Business Tips from SCORE: SWOT analysis should be part of your business planning
Almost any planning initiative whether it be aimed at launch, growth, maintenance, or exit can apply the use of a SWOT — Strength, Weaknesses, Opportunities and Threats — analysis to give the plan depth. When launching a new product, rebranding, taking a new direction or even expanding by buying out a competitor this approach to developing a plan is beneficial. It’s an approach to planning that helps actualize your enterprise’s vision.

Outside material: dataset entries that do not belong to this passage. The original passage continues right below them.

use std::sync::Arc;
use std::time::Duration;

use metrics::{counter, histogram};
use rust_decimal::Decimal;
use rust_decimal::prelude::ToPrimitive;
use tracing::{info, instrument, warn};
use uuid::Uuid;

use crate::adapters::MemoryAdapter;
use crate::dispatch::{SideEffect, SideEffectDispatcher};
use crate::{
    Account, AccountNumberGenerator, AccountRole, Amount, Currency, DateRange, ExecutionPlan,
    History, LedgerAdapter, LedgerConfig, LedgerError, NewAccount, PlanOutcome, Transaction,
    TransactionKind, TransactionStatus, hash_idempotency_key,
};

/// The ledger engine.
///
/// Validates requests, turns them into [`ExecutionPlan`]s and hands those to
/// the adapter, which enforces balance rules under account locks. Checks made
/// here before the adapter call only exist to fail fast; they are repeated
/// under lock.
pub struct Ledger {
    adapter: Arc<dyn LedgerAdapter>,
    dispatcher: SideEffectDispatcher,
    numbers: AccountNumberGenerator,
    lock_timeout: Duration,
    history_page_size: usize,
    default_currency: Currency,
}

impl Ledger {
    pub fn new(adapter: Arc<dyn LedgerAdapter>, dispatcher: SideEffectDispatcher) -> Self {
        Self::with_config(adapter, dispatcher, &LedgerConfig::default())
    }

    pub fn with_config(
        adapter: Arc<dyn LedgerAdapter>,
        dispatcher: SideEffectDispatcher,
        config: &LedgerConfig,
    ) -> Self {
        Self {
            adapter,
            dispatcher,
            numbers: AccountNumberGenerator::from_config(config),
            lock_timeout: config.lock_timeout,
            history_page_size: config.history_page_size,
            default_currency: config.default_currency.clone(),
        }
    }

    /// Build a ledger on the store `config` points at: Postgres when
    /// `database_url` is set, the memory adapter otherwise.
    pub async fn connect(
        config: &LedgerConfig,
        dispatcher: SideEffectDispatcher,
    ) -> Result<Self, LedgerError> {
        let adapter: Arc<dyn LedgerAdapter> = match &config.database_url {
            None => Arc::new(MemoryAdapter::new()),
            #[cfg(feature = "postgres")]
            Some(_) => {
                let adapter = crate::adapters::PostgresAdapter::connect(config).await?;
                adapter.init_schema().await?;
                Arc::new(adapter)
            }
            #[cfg(not(feature = "postgres"))]
            Some(_) => {
                return Err(LedgerError::Unavailable(
                    "DATABASE_URL is set but postgres support is not compiled in".to_string(),
                ));
            }
        };
        Ok(Self::with_config(adapter, dispatcher, config))
    }

    pub fn adapter(&self) -> &Arc<dyn LedgerAdapter> {
        &self.adapter
    }

    pub fn dispatcher(&self) -> &SideEffectDispatcher {
        &self.dispatcher
    }

    pub fn lock_timeout(&self) -> Duration {
        self.lock_timeout
    }

    // ---- accounts ----

    /// Open an account with a freshly generated number, zero balance, active.
    #[instrument(skip(self, request), fields(owner_id = %request.owner_id))]
    pub async fn open_account(&self, request: NewAccount) -> Result<Account, LedgerError> {
        for attempt in 1..=self.numbers.max_attempts() {
            let number = self.numbers.generate(self.adapter.as_ref()).await?;
            let account = Account::open(number, request.clone());

            match self.adapter.insert_account(&account).await {
                Ok(()) => {
                    info!(
                        account_number = %account.account_number,
                        currency = %account.currency,
                        account_type = %account.account_type,
                        "account opened"
                    );
                    return Ok(account);
                }
                Err(LedgerError::DuplicateAccountNumber(number)) => {
                    warn!(%number, attempt, "account number taken at insert, regenerating");
                }
                Err(e) => return Err(e),
            }
        }

        Err(LedgerError::DuplicateAccountNumber(format!(
            "gave up after {} attempts",
            self.numbers.max_attempts()
        )))
    }

    /// [`Ledger::open_account`] in the configured default currency.
    pub async fn open_default_account(
        &self,
        owner_id: impl Into<String>,
    ) -> Result<Account, LedgerError> {
        self.open_account(NewAccount::new(owner_id, self.default_currency.clone()))
            .await
    }

    pub async fn account(&self, account_number: &str) -> Result<Account, LedgerError> {
        self.resolve(AccountRole::Account, account_number).await
    }

    pub async fn accounts_for_owner(&self, owner_id: &str) -> Result<Vec<Account>, LedgerError> {
        self.adapter.accounts_for_owner(owner_id).await
    }

    #[instrument(skip(self))]
    pub async fn deactivate_account(&self, account_number: &str) -> Result<Account, LedgerError> {
        let account = self.adapter.set_account_active(account_number, false).await?;
        info!("account deactivated");
        Ok(account)
    }

    #[instrument(skip(self))]
    pub async fn reactivate_account(&self, account_number: &str) -> Result<Account, LedgerError> {
        let account = self.adapter.set_account_active(account_number, true).await?;
        info!("account reactivated");
        Ok(account)
    }

    // ---- money movement ----

    pub async fn deposit(
        &self,
        account_number: &str,
        amount: Decimal,
        description: &str,
    ) -> Result<Transaction, LedgerError> {
        self.deposit_with_key(account_number, amount, description, None)
            .await
    }

    /// Deposit at most once per `idempotency_key`. A retry with a key that
    /// already committed returns the original transaction unchanged.
    pub async fn deposit_idempotent(
        &self,
        account_number: &str,
        amount: Decimal,
        description: &str,
        idempotency_key: &str,
    ) -> Result<Transaction, LedgerError> {
        self.deposit_with_key(account_number, amount, description, Some(idempotency_key))
            .await
    }

    pub async fn withdraw(
        &self,
        account_number: &str,
        amount: Decimal,
        description: &str,
    ) -> Result<Transaction, LedgerError> {
        self.withdraw_with_key(account_number, amount, description, None)
            .await
    }

    pub async fn withdraw_idempotent(
        &self,
        account_number: &str,
        amount: Decimal,
        description: &str,
        idempotency_key: &str,
    ) -> Result<Transaction, LedgerError> {
        self.withdraw_with_key(account_number, amount, description, Some(idempotency_key))
            .await
    }

    pub async fn transfer(
        &self,
        from_account_number: &str,
        to_account_number: &str,
        amount: Decimal,
        description: &str,
    ) -> Result<Transaction, LedgerError> {
        self.transfer_with_key(from_account_number, to_account_number, amount, description, None)
            .await
    }

    pub async fn transfer_idempotent(
        &self,
        from_account_number: &str,
        to_account_number: &str,
        amount: Decimal,
        description: &str,
        idempotency_key: &str,
    ) -> Result<Transaction, LedgerError> {
        self.transfer_with_key(
            from_account_number,
            to_account_number,
            amount,
            description,
            Some(idempotency_key),
        )
        .await
    }

    #[instrument(skip(self, description, idempotency_key), fields(kind = "deposit"))]
    async fn deposit_with_key(
        &self,
        account_number: &str,
        amount: Decimal,
        description: &str,
        idempotency_key: Option<&str>,
    ) -> Result<Transaction, LedgerError> {
        let amount = Amount::new(amount)?;
        if let Some(existing) = self.replay(idempotency_key).await? {
            return Ok(existing);
        }

        let account = self.resolve(AccountRole::Account, account_number).await?;
        ensure_active(&account)?;

        let tx = Transaction::new(TransactionKind::Deposit, amount, account.id, account.id, description);
        let plan = ExecutionPlan::new(tx)
            .credit(account.id, amount)
            .idempotent(idempotency_key);
        self.execute(plan).await
    }

    #[instrument(skip(self, description, idempotency_key), fields(kind = "withdrawal"))]
    async fn withdraw_with_key(
        &self,
        account_number: &str,
        amount: Decimal,
        description: &str,
        idempotency_key: Option<&str>,
    ) -> Result<Transaction, LedgerError> {
        let amount = Amount::new(amount)?;
        if let Some(existing) = self.replay(idempotency_key).await? {
            return Ok(existing);
        }

        let account = self.resolve(AccountRole::Account, account_number).await?;
        ensure_active(&account)?;

        let tx = Transaction::new(
            TransactionKind::Withdrawal,
            amount,
            account.id,
            account.id,
            description,
        );
        let plan = ExecutionPlan::new(tx)
            .debit(account.id, amount)
            .idempotent(idempotency_key);
        self.execute(plan).await
    }

    #[instrument(skip(self, description, idempotency_key), fields(kind = "transfer"))]
    async fn transfer_with_key(
        &self,
        from_account_number: &str,
        to_account_number: &str,
        amount: Decimal,
        description: &str,
        idempotency_key: Option<&str>,
    ) -> Result<Transaction, LedgerError> {
        let amount = Amount::new(amount)?;
        if let Some(existing) = self.replay(idempotency_key).await? {
            return Ok(existing);
        }

        let source = self.resolve(AccountRole::Source, from_account_number).await?;
        let destination = self
            .resolve(AccountRole::Destination, to_account_number)
            .await?;
        if source.id == destination.id {
            return Err(LedgerError::SameAccountTransfer);
        }
        ensure_active(&source)?;
        ensure_active(&destination)?;
        if source.currency != destination.currency {
            return Err(LedgerError::CurrencyMismatch {
                source_currency: source.currency.to_string(),
                destination_currency: destination.currency.to_string(),
            });
        }

        let tx = Transaction::new(
            TransactionKind::Transfer,
            amount,
            source.id,
            destination.id,
            description,
        );
        let plan = ExecutionPlan::new(tx)
            .debit(source.id, amount)
            .credit(destination.id, amount)
            .idempotent(idempotency_key);
        self.execute(plan).await
    }

    // ---- queries ----

    pub async fn get_balance(&self, account_number: &str) -> Result<Decimal, LedgerError> {
        Ok(self
            .resolve(AccountRole::Account, account_number)
            .await?
            .balance)
    }

    /// Lazy newest-first view of an account's transactions, optionally
    /// limited to an inclusive date range.
    pub async fn history(
        &self,
        account_number: &str,
        range: Option<DateRange>,
    ) -> Result<History, LedgerError> {
        let account = self.resolve(AccountRole::Account, account_number).await?;
        Ok(History::new(
            Arc::clone(&self.adapter),
            account.id,
            range,
            self.history_page_size,
        ))
    }

    pub async fn transaction(&self, id: Uuid) -> Result<Transaction, LedgerError> {
        self.adapter.transaction(id).await
    }

    /// Move a pending transaction to its final status. Balances are untouched.
    #[instrument(skip(self))]
    pub async fn settle_transaction(
        &self,
        id: Uuid,
        next: TransactionStatus,
    ) -> Result<Transaction, LedgerError> {
        let current = self.adapter.transaction(id).await?;
        if !current.status.can_transition_to(next) {
            warn!(from = %current.status, to = %next, "status transition rejected");
            return Err(LedgerError::InvalidStatusTransition {
                from: current.status,
                to: next,
            });
        }

        let settled = self
            .adapter
            .update_transaction_status(id, current.status, next)
            .await?;
        info!(status = %settled.status, "transaction settled");
        Ok(settled)
    }

    // ---- internals ----

    async fn resolve(&self, role: AccountRole, account_number: &str) -> Result<Account, LedgerError> {
        self.adapter
            .account_by_number(account_number)
            .await?
            .ok_or_else(|| LedgerError::not_found(role, account_number))
    }

    /// Early exit for a retried idempotent call. The adapter repeats the
    /// check inside the atomic unit.
    async fn replay(&self, idempotency_key: Option<&str>) -> Result<Option<Transaction>, LedgerError> {
        let Some(key) = idempotency_key else {
            return Ok(None);
        };
        let existing = self
            .adapter
            .transaction_by_idempotency_key(&hash_idempotency_key(key))
            .await?;
        if let Some(tx) = &existing {
            info!(transaction = %tx.id, "idempotent replay");
            counter!("ledger.transactions.total",
                "kind" => tx.kind.as_str(),
                "status" => "replayed"
            )
            .increment(1);
        }
        Ok(existing)
    }

    async fn execute(&self, plan: ExecutionPlan) -> Result<Transaction, LedgerError> {
        let tx = plan.transaction();
        let kind = tx.kind.as_str();

        let result = self.adapter.execute_plan(&plan, self.lock_timeout).await;

        let status = match &result {
            Ok(PlanOutcome::Committed { .. }) => "committed",
            Ok(PlanOutcome::Replayed(_)) => "replayed",
            Err(_) => "failed",
        };
        counter!("ledger.transactions.total", "kind" => kind, "status" => status).increment(1);

        match result {
            Ok(PlanOutcome::Committed { accounts }) => {
                histogram!("ledger.transaction.amount", "kind" => kind)
                    .record(tx.amount.value().to_f64().unwrap_or_default());
                info!(
                    transaction = %tx.id,
                    kind,
                    amount = %tx.amount,
                    "transaction committed"
                );
                self.dispatcher
                    .dispatch_all(SideEffect::for_transaction(tx, &accounts));
                Ok(tx.clone())
            }
            Ok(PlanOutcome::Replayed(existing)) => {
                info!(transaction = %existing.id, "idempotent replay");
                Ok(existing)
            }
            Err(e) => {
                warn!(kind, error = %e, retriable = e.is_retriable(), "transaction rejected");
                Err(e)
            }
        }
    }
}

fn ensure_active(account: &Account) -> Result<(), LedgerError> {
    if account.is_active {
        Ok(())
    } else {
        Err(LedgerError::AccountInactive(account.account_number.clone()))
    }
}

A good SWOT analysis becomes a roadmap since it points to elements of your business that are working, not working quite well, danger signs and potential new roads that could be taken. It allows you to prioritize elements that appear to be equal until evaluated one against the other. This process guides you to ways to improve your processes and procedures. And, it shows you where there are elements that can hold you back from accomplishing your stated goals.
The beneficial characteristic of using SWOT as a guidepost is that it presents a neutral analysis of what might be considered “the good, bad and ugly.” It can be used by owners, employees, investors, stakeholders, partners, board members and even customers since it is an objective view of the business.
The nice part of using SWOT, as part of a plan, is that it is not complicated and can be captured on one sheet of paper. When done right, the construction of a SWOT analysis is a good team-building exercise and promotes inclusion and belonging to an organization. When your team is engaged in creating the objectives and plans of action to address the objectives there is authentic buy-in.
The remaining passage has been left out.